On its face, the 30-year-old would have seemed to have enjoyed a pretty good season with a career-best 37 wins and eight shutouts, the lowest goals against average (2.23 GAA) in three seasons and a strong enough finishing kick that helped push the Bruins into the playoffs. At the same time Rask tied his career-worst with a .915 save percentage and couldn’t play in a pivotal late season road game vs. the Brooklyn Islanders with their very playoff lives hanging in the balance. 

It should be mentioned, of course, that Rask did all this while dealing with a groin injury that needed offseason surgery, and helped play into his inability to maintain consistency in the second half of the season. The nagging injury and first half overuse due to shoddy backup goaltending forced Rask into 65 games last season, and it sounds like there isn’t going to be a repeat of that number moving forward in Boston. 
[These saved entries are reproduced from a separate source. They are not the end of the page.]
use async_trait::async_trait;
use reqwest::Method;
use serde::Deserialize;
use serde_json::json;
use std::sync::Arc;

use super::http::{ApiClient, Transport};
use super::{
    HookClient, HookRegistration, ProviderKind, RemoteHook, RemoteHooks, RepoPath, STATUS_CONTEXT,
    encode_segment, hook_url, host_of, recorded_secret, register, status_target, unregister,
};
use crate::credential::OAuthApp;
use crate::error::HookError;
use crate::payload::{InboundHook, ParsedHook, gitlab as payload};
use crate::signature::{self, Scheme};
use crate::types::{CommitState, Trigger, Watch};

pub const DEFAULT_API_URL: &str = "https://gitlab.com/api/v4";
pub const DEFAULT_TOKEN_URL: &str = "https://gitlab.com/oauth/token";

pub struct GitLabClient {
    api: ApiClient,
    api_host: Option<String>,
    callback_base: String,
    oauth: Option<OAuthApp>,
}

#[derive(Deserialize)]
struct Hook {
    id: u64,
    #[serde(default)]
    url: String,
}

#[derive(Deserialize)]
struct Branch {
    commit: BranchCommit,
}

#[derive(Deserialize)]
struct BranchCommit {
    id: String,
}

impl GitLabClient {
    pub fn new(
        transport: Arc<dyn Transport>,
        api_url: &str,
        callback_base: &str,
        oauth: Option<OAuthApp>,
    ) -> Self {
        Self {
            api: ApiClient::new(transport, api_url),
            api_host: host_of(api_url),
            callback_base: callback_base.to_string(),
            oauth,
        }
    }

    /// Projects are addressed by their URL-encoded full path.
    fn project_path(repo: &RepoPath) -> String {
        format!("/projects/{}", encode_segment(&repo.full_name()))
    }

    fn state(state: CommitState) -> &'static str {
        match state {
            CommitState::Pending => "running",
            CommitState::Success => "success",
            CommitState::Failure => "failed",
        }
    }
}

#[async_trait]
impl RemoteHooks for GitLabClient {
    async fn list_hooks(&self, repo: &RepoPath, token: &str) -> Result<Vec<RemoteHook>, HookError> {
        let path = format!("{}/hooks?per_page=100", Self::project_path(repo));
        let hooks: Vec<Hook> = self.api.get_json(&path, token).await?;
        Ok(hooks
            .into_iter()
            .map(|h| RemoteHook {
                id: h.id.to_string(),
                url: h.url,
            })
            .collect())
    }

    async fn add_hook(
        &self,
        watch: &Watch,
        repo: &RepoPath,
        secret: &str,
        token: &str,
    ) -> Result<String, HookError> {
        let spec = &watch.spec;
        let nothing_enabled = !(spec.push || spec.tag || spec.pull_request);
        let body = json!({
            "url": hook_url(&self.callback_base, &watch.key()),
            "push_events": spec.push || nothing_enabled,
            "tag_push_events": spec.tag,
            "merge_requests_events": spec.pull_request,
            "token": secret,
            "enable_ssl_verification": true,
        });
        let path = format!("{}/hooks", Self::project_path(repo));
        let request = self.api.request(Method::POST, &path).bearer(token).json(body);
        let hook: Hook = self.api.send(request).await?.json()?;
        Ok(hook.id.to_string())
    }

    async fn remove_hook(&self, repo: &RepoPath, id: &str, token: &str) -> Result<(), HookError> {
        let path = format!("{}/hooks/{id}", Self::project_path(repo));
        let request = self.api.request(Method::DELETE, &path).bearer(token);
        self.api.send_optional(request).await.map(|_| ())
    }
}

#[async_trait]
impl HookClient for GitLabClient {
    fn kind(&self) -> ProviderKind {
        ProviderKind::GitLab
    }

    fn owns_host(&self, host: &str) -> bool {
        host == "gitlab.com" || self.api_host.as_deref() == Some(host)
    }

    fn scheme(&self) -> Option<Scheme> {
        Some(Scheme::TokenEcho)
    }

    fn oauth_app(&self) -> Option<&OAuthApp> {
        self.oauth.as_ref()
    }

    fn verify(&self, watch: &Watch, hook: &InboundHook<'_>) -> Result<(), HookError> {
        let expected = recorded_secret(self.kind(), watch)?;
        if signature::verify_token(expected, hook.header(payload::TOKEN_HEADER)) {
            Ok(())
        } else {
            Err(HookError::Authentication {
                provider: self.kind(),
                message: "X-Gitlab-Token does not match".into(),
            })
        }
    }

    fn parse(&self, hook: &InboundHook<'_>) -> Result<ParsedHook, HookError> {
        payload::parse(hook.required_header(payload::EVENT_HEADER)?, hook.body)
    }

    async fn create_hook(&self, watch: &Watch, token: &str) -> Result<HookRegistration, HookError> {
        let repo = RepoPath::parse(&watch.spec.repository_url)?;
        register(self, watch, &repo, token).await
    }

    async fn delete_hook(&self, watch: &Watch, token: &str) -> Result<(), HookError> {
        let repo = RepoPath::parse(&watch.spec.repository_url)?;
        unregister(self, watch, &repo, token).await
    }

    async fn update_status(&self, trigger: &Trigger, token: &str) -> Result<(), HookError> {
        let (repo, commit, state) = status_target(trigger)?;
        let body = json!({
            "state": Self::state(state),
            "target_url": trigger.status.status_url,
            "description": state.description(),
            "name": STATUS_CONTEXT,
        });
        let path = format!("{}/statuses/{commit}", Self::project_path(&repo));
        let request = self.api.request(Method::POST, &path).bearer(token).json(body);
        self.api.send(request).await.map(|_| ())
    }

    async fn branch_head(&self, watch: &Watch, token: &str) -> Result<Option<String>, HookError> {
        let Some(branch) = watch.spec.branch.as_deref() else {
            return Ok(None);
        };
        let repo = RepoPath::parse(&watch.spec.repository_url)?;
        let path = format!(
            "{}/repository/branches/{}",
            Self::project_path(&repo),
            encode_segment(branch)
        );
        let request = self.api.request(Method::GET, &path).bearer(token);
        match self.api.send_optional(request).await? {
            Some(response) => Ok(Some(response.json::<Branch>()?.commit.id)),
            None => Ok(None),
        }
    }
}

#[cfg(test)]
mod tests {
    use super::*;
    use crate::payload::HookHeaders;
    use crate::provider::http::fake::{FakeTransport, request_json, respond};
    use crate::provider::testing::{BASE_URL, watch};

    #[tokio::test]
    async fn hooks_are_addressed_by_encoded_project_path() {
        let transport = FakeTransport::new(|req| match req.method {
            Method::GET => respond(200, json!([
                { "id": 7, "url": "https://elsewhere.example.com/ci" },
            ])),
            _ => respond(201, json!({ "id": 8, "url": "ignored" })),
        });
        let client = GitLabClient::new(transport.clone(), DEFAULT_API_URL, BASE_URL, None);
        let mut watch = watch("https://gitlab.com/group/sub/app.git");
        watch.spec.tag = false;

        let registration = client.create_hook(&watch, "glpat").await.unwrap();
        assert_eq!(registration.id, "8");

        let requests = transport.requests();
        assert_eq!(requests[0].url, "https://gitlab.com/api/v4/projects/group%2Fsub%2Fapp/hooks?per_page=100");
        let body = request_json(&requests[1]);
        assert_eq!(body["token"], registration.token.as_str());
        assert_eq!(body["tag_push_events"], false);
        assert_eq!(body["merge_requests_events"], true);
        assert_eq!(transport.count(&Method::DELETE), 0);
    }

    #[tokio::test]
    async fn hook_without_enabled_events_listens_for_pushes() {
        let transport = FakeTransport::new(|req| match req.method {
            Method::GET => respond(200, json!([])),
            _ => respond(201, json!({ "id": 8, "url": "ignored" })),
        });
        let client = GitLabClient::new(transport.clone(), DEFAULT_API_URL, BASE_URL, None);
        let mut watch = watch("https://gitlab.com/acme/app");
        watch.spec.push = false;
        watch.spec.tag = false;
        watch.spec.pull_request = false;

        client.create_hook(&watch, "glpat").await.unwrap();
        let body = request_json(&transport.requests()[1]);
        assert_eq!(body["push_events"], true);
        assert_eq!(body["tag_push_events"], false);
        assert_eq!(body["merge_requests_events"], false);
    }

    #[test]
    fn verifies_echoed_token() {
        let client = GitLabClient::new(FakeTransport::new(|_| respond(200, json!({}))), DEFAULT_API_URL, BASE_URL, None);
        let mut watch = watch("https://gitlab.com/acme/app");
        watch.status.token = Some("echo-me".into());

        let mut headers = HookHeaders::default();
        headers.insert("X-Gitlab-Token", "echo-me");
        let hook = InboundHook { headers: &headers, query_secret: None, body: b"{}" };
        assert!(client.verify(&watch, &hook).is_ok());

        headers.insert("X-Gitlab-Token", "guess");
        let hook = InboundHook { headers: &headers, query_secret: None, body: b"{}" };
        assert_eq!(client.verify(&watch, &hook).unwrap_err().status_code().code, 401);
    }

    #[tokio::test]
    async fn pending_status_is_running() {
        let transport = FakeTransport::new(|_| respond(201, json!({})));
        let client = GitLabClient::new(transport.clone(), DEFAULT_API_URL, BASE_URL, None);
        let trigger = crate::provider::testing::trigger("https://gitlab.com/acme/app", None);
        client.update_status(&trigger, "t").await.unwrap();
        let body = request_json(&transport.requests()[0]);
        assert_eq!(body["state"], "running");
        assert_eq!(body["name"], STATUS_CONTEXT);
    }
}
Rask said he’s healthy post-hip surgery and ready to go full bore when NHL training camp arrives next month, and is on board with a lighter schedule designed to get a more efficient performance out of the slender goaltender. 
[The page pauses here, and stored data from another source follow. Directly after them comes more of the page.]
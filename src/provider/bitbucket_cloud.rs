use async_trait::async_trait;
use reqwest::Method;
use serde::Deserialize;
use serde_json::json;
use std::sync::Arc;

use super::http::{ApiClient, Transport};
use super::{
    HookClient, HookRegistration, ProviderKind, RemoteHook, RemoteHooks, RepoPath, STATUS_CONTEXT,
    encode_segment, hook_url_with_secret, recorded_secret, register, status_target, unregister,
};
use crate::credential::OAuthApp;
use crate::error::HookError;
use crate::payload::{InboundHook, ParsedHook, bitbucket_cloud as payload};
use crate::signature::{self, Scheme};
use crate::types::{CommitState, Trigger, Watch};

pub const DEFAULT_API_URL: &str = "https://api.bitbucket.org/2.0";
pub const DEFAULT_TOKEN_URL: &str = "https://bitbucket.org/site/oauth2/access_token";
const HOST: &str = "bitbucket.org";

pub struct BitbucketCloudClient {
    api: ApiClient,
    callback_base: String,
    oauth: Option<OAuthApp>,
}

#[derive(Deserialize)]
struct Page<T> {
    #[serde(default = "Vec::new")]
    values: Vec<T>,
}

#[derive(Deserialize)]
struct Hook {
    uuid: String,
    #[serde(default)]
    url: String,
}

#[derive(Deserialize)]
struct Branch {
    target: BranchTarget,
}

#[derive(Deserialize)]
struct BranchTarget {
    hash: String,
}

impl BitbucketCloudClient {
    pub fn new(
        transport: Arc<dyn Transport>,
        api_url: &str,
        callback_base: &str,
        oauth: Option<OAuthApp>,
    ) -> Self {
        Self {
            api: ApiClient::new(transport, api_url),
            callback_base: callback_base.to_string(),
            oauth,
        }
    }

    fn repo_path(repo: &RepoPath) -> String {
        format!("/repositories/{}/{}", repo.owner, repo.name)
    }

    fn events(watch: &Watch) -> Vec<&'static str> {
        let mut events = Vec::new();
        if watch.spec.push || watch.spec.tag || !watch.spec.pull_request {
            events.push("repo:push");
        }
        if watch.spec.pull_request {
            events.extend([
                "pullrequest:created",
                "pullrequest:updated",
                "pullrequest:fulfilled",
                "pullrequest:rejected",
            ]);
        }
        events
    }

    fn state(state: CommitState) -> &'static str {
        match state {
            CommitState::Pending => "INPROGRESS",
            CommitState::Success => "SUCCESSFUL",
            CommitState::Failure => "FAILED",
        }
    }
}

#[async_trait]
impl RemoteHooks for BitbucketCloudClient {
    async fn list_hooks(&self, repo: &RepoPath, token: &str) -> Result<Vec<RemoteHook>, HookError> {
        let path = format!("{}/hooks?pagelen=100", Self::repo_path(repo));
        let page: Page<Hook> = self.api.get_json(&path, token).await?;
        Ok(page
            .values
            .into_iter()
            .map(|h| RemoteHook { id: h.uuid, url: h.url })
            .collect())
    }

    async fn add_hook(
        &self,
        watch: &Watch,
        repo: &RepoPath,
        secret: &str,
        token: &str,
    ) -> Result<String, HookError> {
        let body = json!({
            "description": format!("gitwatcher {}", watch.key()),
            "url": hook_url_with_secret(&self.callback_base, &watch.key(), secret),
            "active": true,
            "events": Self::events(watch),
        });
        let path = format!("{}/hooks", Self::repo_path(repo));
        let request = self.api.request(Method::POST, &path).bearer(token).json(body);
        let hook: Hook = self.api.send(request).await?.json()?;
        Ok(hook.uuid)
    }

    async fn remove_hook(&self, repo: &RepoPath, id: &str, token: &str) -> Result<(), HookError> {
        let path = format!("{}/hooks/{}", Self::repo_path(repo), encode_segment(id));
        let request = self.api.request(Method::DELETE, &path).bearer(token);
        self.api.send_optional(request).await.map(|_| ())
    }
}

#[async_trait]
impl HookClient for BitbucketCloudClient {
    fn kind(&self) -> ProviderKind {
        ProviderKind::BitbucketCloud
    }

    fn owns_host(&self, host: &str) -> bool {
        host == HOST
    }

    fn scheme(&self) -> Option<Scheme> {
        Some(Scheme::TokenEcho)
    }

    fn oauth_app(&self) -> Option<&OAuthApp> {
        self.oauth.as_ref()
    }

    /// The secret is echoed back through the callback URL's query string.
    fn verify(&self, watch: &Watch, hook: &InboundHook<'_>) -> Result<(), HookError> {
        let expected = recorded_secret(self.kind(), watch)?;
        if signature::verify_token(expected, hook.query_secret) {
            Ok(())
        } else {
            Err(HookError::Authentication {
                provider: self.kind(),
                message: "secret query parameter does not match".into(),
            })
        }
    }

    fn parse(&self, hook: &InboundHook<'_>) -> Result<ParsedHook, HookError> {
        payload::parse(hook.required_header(payload::EVENT_HEADER)?, hook.body)
    }

    async fn create_hook(&self, watch: &Watch, token: &str) -> Result<HookRegistration, HookError> {
        let repo = RepoPath::parse(&watch.spec.repository_url)?;
        register(self, watch, &repo, token).await
    }

    async fn delete_hook(&self, watch: &Watch, token: &str) -> Result<(), HookError> {
        let repo = RepoPath::parse(&watch.spec.repository_url)?;
        unregister(self, watch, &repo, token).await
    }

    async fn update_status(&self, trigger: &Trigger, token: &str) -> Result<(), HookError> {
        let (repo, commit, state) = status_target(trigger)?;
        let body = json!({
            "state": Self::state(state),
            "key": STATUS_CONTEXT,
            "url": trigger.status.status_url,
            "description": state.description(),
        });
        let path = format!("{}/commit/{commit}/statuses/build", Self::repo_path(&repo));
        let request = self.api.request(Method::POST, &path).bearer(token).json(body);
        self.api.send(request).await.map(|_| ())
    }

    async fn branch_head(&self, watch: &Watch, token: &str) -> Result<Option<String>, HookError> {
        let Some(branch) = watch.spec.branch.as_deref() else {
            return Ok(None);
        };
        let repo = RepoPath::parse(&watch.spec.repository_url)?;
        let path = format!(
            "{}/refs/branches/{}",
            Self::repo_path(&repo),
            encode_segment(branch)
        );
        let request = self.api.request(Method::GET, &path).bearer(token);
        match self.api.send_optional(request).await? {
            Some(response) => Ok(Some(response.json::<Branch>()?.target.hash)),
            None => Ok(None),
        }
    }
}

#[cfg(test)]
mod tests {
    use super::*;
    use crate::payload::HookHeaders;
    use crate::provider::http::fake::{FakeTransport, request_json, respond};
    use crate::provider::testing::{BASE_URL, trigger, watch};

    #[tokio::test]
    async fn callback_url_carries_secret() {
        let transport = FakeTransport::new(|req| match req.method {
            Method::GET => respond(200, json!({ "values": [] })),
            _ => respond(201, json!({ "uuid": "{2c1f8a10-0f3e-4bfa-9a0e-0f5e2e0b1c11}", "url": "" })),
        });
        let client = BitbucketCloudClient::new(transport.clone(), DEFAULT_API_URL, BASE_URL, None);
        let watch = watch("https://bitbucket.org/acme/app.git");

        let registration = client.create_hook(&watch, "bb").await.unwrap();
        assert_eq!(registration.id, "{2c1f8a10-0f3e-4bfa-9a0e-0f5e2e0b1c11}");

        let body = request_json(&transport.requests()[1]);
        let expected = format!(
            "https://hooks.example.com/hooks?secret={}&gitwebhookId=team-a:app",
            registration.token
        );
        assert_eq!(body["url"], expected.as_str());
        assert_eq!(body["events"][0], "repo:push");
        assert_eq!(body["events"].as_array().unwrap().len(), 5);
    }

    #[tokio::test]
    async fn hook_ids_are_encoded_on_delete() {
        let listed = json!({ "values": [{
            "uuid": "{abc}",
            "url": "https://hooks.example.com/hooks?secret=x&gitwebhookId=team-a:app",
        }] });
        let transport = FakeTransport::new(move |req| match req.method {
            Method::GET => respond(200, listed.clone()),
            _ => respond(204, json!(null)),
        });
        let client = BitbucketCloudClient::new(transport.clone(), DEFAULT_API_URL, BASE_URL, None);
        client.delete_hook(&watch("https://bitbucket.org/acme/app"), "bb").await.unwrap();
        assert_eq!(
            transport.requests()[1].url,
            "https://api.bitbucket.org/2.0/repositories/acme/app/hooks/%7Babc%7D"
        );
    }

    #[tokio::test]
    async fn status_vocabulary() {
        let transport = FakeTransport::new(|_| respond(201, json!({})));
        let client = BitbucketCloudClient::new(transport.clone(), DEFAULT_API_URL, BASE_URL, None);
        client
            .update_status(&trigger("https://bitbucket.org/acme/app", Some(true)), "bb")
            .await
            .unwrap();
        let request = &transport.requests()[0];
        assert!(request.url.ends_with("/repositories/acme/app/commit/9fceb02d0ae598e95dc970b74767f19372d61af8/statuses/build"));
        assert_eq!(request_json(request)["state"], "SUCCESSFUL");
    }

    #[test]
    fn verifies_query_secret() {
        let client = BitbucketCloudClient::new(FakeTransport::new(|_| respond(200, json!({}))), DEFAULT_API_URL, BASE_URL, None);
        let mut watch = watch("https://bitbucket.org/acme/app");
        watch.status.token = Some("q-secret".into());
        let headers = HookHeaders::default();

        let good = InboundHook { headers: &headers, query_secret: Some("q-secret"), body: b"{}" };
        assert!(client.verify(&watch, &good).is_ok());
        let missing = InboundHook { headers: &headers, query_secret: None, body: b"{}" };
        assert!(client.verify(&watch, &missing).is_err());
    }
}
“It’s good to get back and I was looking forward to skating this week, but they didn’t have the ice down at [Warrior Arena]. I think they had to pain the lines or something,” said Rask. “I think we are [on the same page]. Every season is different and there are games that vary in physical and mental strain, and you always take that into consideration with how many games you play. 
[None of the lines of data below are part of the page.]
//! Resource store abstraction for watches, triggers and credentials.
//!
//! The real backing store lives outside this process; everything in the crate
//! talks to it through [`Store`]. [`InMemoryStore`] implements the same
//! contract (optimistic concurrency on `resource_version`, change
//! notifications) and is what the binary runs with.

use async_trait::async_trait;
use parking_lot::RwLock;
use std::collections::BTreeMap;
use std::sync::Arc;
use std::sync::atomic::{AtomicU64, Ordering};
use tokio::sync::broadcast;
use tracing::debug;

use crate::error::{StoreError, StoreResult};
use crate::types::{Credential, ObjectKey, ObjectMeta, Trigger, Watch};

const CHANGE_BUFFER: usize = 256;
const UPDATE_ATTEMPTS: usize = 5;

pub trait Resource: Clone + Send + Sync + 'static {
    const KIND: &'static str;

    fn metadata(&self) -> &ObjectMeta;
    fn metadata_mut(&mut self) -> &mut ObjectMeta;

    fn key(&self) -> ObjectKey {
        self.metadata().key()
    }
}

impl Resource for Watch {
    const KIND: &'static str = "watch";

    fn metadata(&self) -> &ObjectMeta {
        &self.metadata
    }

    fn metadata_mut(&mut self) -> &mut ObjectMeta {
        &mut self.metadata
    }
}

impl Resource for Trigger {
    const KIND: &'static str = "trigger";

    fn metadata(&self) -> &ObjectMeta {
        &self.metadata
    }

    fn metadata_mut(&mut self) -> &mut ObjectMeta {
        &mut self.metadata
    }
}

impl Resource for Credential {
    const KIND: &'static str = "credential";

    fn metadata(&self) -> &ObjectMeta {
        &self.metadata
    }

    fn metadata_mut(&mut self) -> &mut ObjectMeta {
        &mut self.metadata
    }
}

/// Notification delivered to [`Store::watch`] subscribers.
#[derive(Debug, Clone)]
pub enum Change<T> {
    Applied(T),
    Deleted(T),
}

#[async_trait]
pub trait Store<T: Resource>: Send + Sync {
    async fn get(&self, key: &ObjectKey) -> StoreResult<T>;

    async fn list(&self) -> StoreResult<Vec<T>>;

    /// Stores a new object. An empty name is generated from `generate_name`.
    async fn create(&self, obj: T) -> StoreResult<T>;

    /// Replaces an object; fails with [`StoreError::Conflict`] when the
    /// caller's `resource_version` is stale.
    async fn update(&self, obj: T) -> StoreResult<T>;

    async fn delete(&self, key: &ObjectKey) -> StoreResult<T>;

    fn watch(&self) -> broadcast::Receiver<Change<T>>;
}

/// Read-modify-write with retry on conflict.
///
/// `mutate` returns `false` when the fetched object already has the desired
/// state, in which case nothing is written.
pub async fn update_with_retry<T, F>(
    store: &dyn Store<T>,
    key: &ObjectKey,
    mut mutate: F,
) -> StoreResult<T>
where
    T: Resource,
    F: FnMut(&mut T) -> bool + Send,
{
    let mut attempt = 0;
    loop {
        attempt += 1;
        let mut current = store.get(key).await?;
        if !mutate(&mut current) {
            return Ok(current);
        }
        match store.update(current).await {
            Err(StoreError::Conflict { .. }) if attempt < UPDATE_ATTEMPTS => {
                debug!(kind = T::KIND, key = %key, attempt, "update conflict, retrying");
            }
            other => return other,
        }
    }
}

pub struct InMemoryStore<T: Resource> {
    objects: RwLock<BTreeMap<ObjectKey, T>>,
    version: AtomicU64,
    changes: broadcast::Sender<Change<T>>,
}

impl<T: Resource> InMemoryStore<T> {
    pub fn new() -> Self {
        let (changes, _) = broadcast::channel(CHANGE_BUFFER);
        Self {
            objects: RwLock::new(BTreeMap::new()),
            version: AtomicU64::new(0),
            changes,
        }
    }

    fn next_version(&self) -> u64 {
        self.version.fetch_add(1, Ordering::SeqCst) + 1
    }

    fn notify(&self, change: Change<T>) {
        // No subscribers is fine.
        let _ = self.changes.send(change);
    }

    fn not_found(key: &ObjectKey) -> StoreError {
        StoreError::NotFound {
            kind: T::KIND,
            key: key.to_string(),
        }
    }
}

impl<T: Resource> Default for InMemoryStore<T> {
    fn default() -> Self {
        Self::new()
    }
}

fn generated_suffix() -> String {
    uuid::Uuid::new_v4().simple().to_string()[..5].to_string()
}

#[async_trait]
impl<T: Resource> Store<T> for InMemoryStore<T> {
    async fn get(&self, key: &ObjectKey) -> StoreResult<T> {
        self.objects
            .read()
            .get(key)
            .cloned()
            .ok_or_else(|| Self::not_found(key))
    }

    async fn list(&self) -> StoreResult<Vec<T>> {
        Ok(self.objects.read().values().cloned().collect())
    }

    async fn create(&self, mut obj: T) -> StoreResult<T> {
        let generated = obj.metadata().name.is_empty();
        let stored = {
            let mut objects = self.objects.write();
            let key = if generated {
                // Suffixes collide; draw again until the name is free.
                loop {
                    let meta = obj.metadata_mut();
                    meta.name = format!("{}{}", meta.generate_name, generated_suffix());
                    let key = obj.key();
                    if !objects.contains_key(&key) {
                        break key;
                    }
                }
            } else {
                obj.key()
            };
            if objects.contains_key(&key) {
                return Err(StoreError::AlreadyExists {
                    kind: T::KIND,
                    key: key.to_string(),
                });
            }
            obj.metadata_mut().resource_version = self.next_version();
            objects.insert(key, obj.clone());
            obj
        };
        self.notify(Change::Applied(stored.clone()));
        Ok(stored)
    }

    async fn update(&self, mut obj: T) -> StoreResult<T> {
        let key = obj.key();
        let stored = {
            let mut objects = self.objects.write();
            let existing = objects.get(&key).ok_or_else(|| Self::not_found(&key))?;
            if existing.metadata().resource_version != obj.metadata().resource_version {
                return Err(StoreError::Conflict {
                    kind: T::KIND,
                    key: key.to_string(),
                });
            }
            obj.metadata_mut().resource_version = self.next_version();
            objects.insert(key, obj.clone());
            obj
        };
        self.notify(Change::Applied(stored.clone()));
        Ok(stored)
    }

    async fn delete(&self, key: &ObjectKey) -> StoreResult<T> {
        let removed = self
            .objects
            .write()
            .remove(key)
            .ok_or_else(|| Self::not_found(key))?;
        self.notify(Change::Deleted(removed.clone()));
        Ok(removed)
    }

    fn watch(&self) -> broadcast::Receiver<Change<T>> {
        self.changes.subscribe()
    }
}

/// The three resource collections the core reads and writes.
#[derive(Clone)]
pub struct ResourceStore {
    pub watches: Arc<dyn Store<Watch>>,
    pub triggers: Arc<dyn Store<Trigger>>,
    pub credentials: Arc<dyn Store<Credential>>,
}

impl ResourceStore {
    pub fn in_memory() -> Self {
        Self {
            watches: Arc::new(InMemoryStore::<Watch>::new()),
            triggers: Arc::new(InMemoryStore::<Trigger>::new()),
            credentials: Arc::new(InMemoryStore::<Credential>::new()),
        }
    }
}

/// Creates `obj`, or replaces the stored copy while keeping its version.
pub async fn apply<T: Resource>(store: &dyn Store<T>, mut obj: T) -> StoreResult<T> {
    match store.get(&obj.key()).await {
        Ok(existing) => {
            obj.metadata_mut().resource_version = existing.metadata().resource_version;
            store.update(obj).await
        }
        Err(StoreError::NotFound { .. }) => store.create(obj).await,
        Err(err) => Err(err),
    }
}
“I felt good with the [64] games that I [started] last year and didn’t feel like it was too much. If it’s 55 or 65, who knows? I think it’s going to fall between those numbers as long as everything goes the way it’s supposed to go.”

One would actually bet it’s going to be more like 55-60 games for Rask, and that will mean an increased workload for Anton Khudobin as his backup goaltender. It’s not a coincidence that Rask’s best season as a clear-cut No. 1 goaltender was also the 2013-14 season where he played just 58 games, and posted a 2.04 goals against average and .930 save percentage while winning 36 games. The other two top seasons of his NHL career were his rookie season where he appeared in 45 games while supplanting Tim Thomas as he battled his own hip problems, and the lockout season when Rask started just 34 games in an abbreviated season. 

It’s become clear to everybody involved with the Bruins that Rask is a No. 1 goaltender that needs sufficient rest, and is never going to be the Henrik Lundqvist/Cory Schneider workhorse type that’s going to lead the NHL in games started. That will maximize Rask’s effectiveness and hopefully avoid the situation that saw his save percentage dip below .900 in January and February as he hit a mental/physical wall of fatigue.

As Bruins President Cam Neely succinctly said back in April, “we’ve realized over the last couple of years that we just can’t overplay Tuukka.”  

“In the middle of the season, I thought we rode him maybe a little too hard. [Rask] broke down a little bit. Then he finished on such a high note, the player that we all know Tuukka is, and the competitor he is,” said Don Sweeney, back at the end of the year press conference. “He had some injury troubles that he was battling through the course of the season and really came back, after getting a little bit of rest, a better player. 

“He’s a big part of it if we’re going to have success that we expect to have, that he has to be the go-to guy and I think he proved that down the stretch and in the playoffs that he can be that goaltender.”

The other factor in all of this is the consistency of Khudobin, and making certain the B’s backup is ready to potentially play in 25 plus games for the Black and Gold this season. He’ll need to be better than he was last year when his struggles forced the Bruins to overplay Rask, and pushed Zane McIntyre and Malcolm Subban into emergency backup duty before they were ready for it. 

“[Khudobin] is very capable of playing great hockey. It’s just a matter of feeling confident, feeling like you’ve got the coach’s trust and then getting into a rhythm,” said Rask. “If you play every fifth or sixth game it’s tough, and you’re always kind of rebooting. So that’s not easy. Hopefully he can get into a rhythm right off the bat and we’ll get going as a good tandem.”

It sounds good in theory now to make certain Rask only plays 55-60 games this upcoming season, and it will certainly pay off in the goalie’s performance if they can stick with that strategy. But the discipline will come for the Black and Gold if the pressure comes again this season to overplay Rask at times, and risk running down a No. 1 goalie that only consistently plays like it when given a specific amount of rest during the regular season.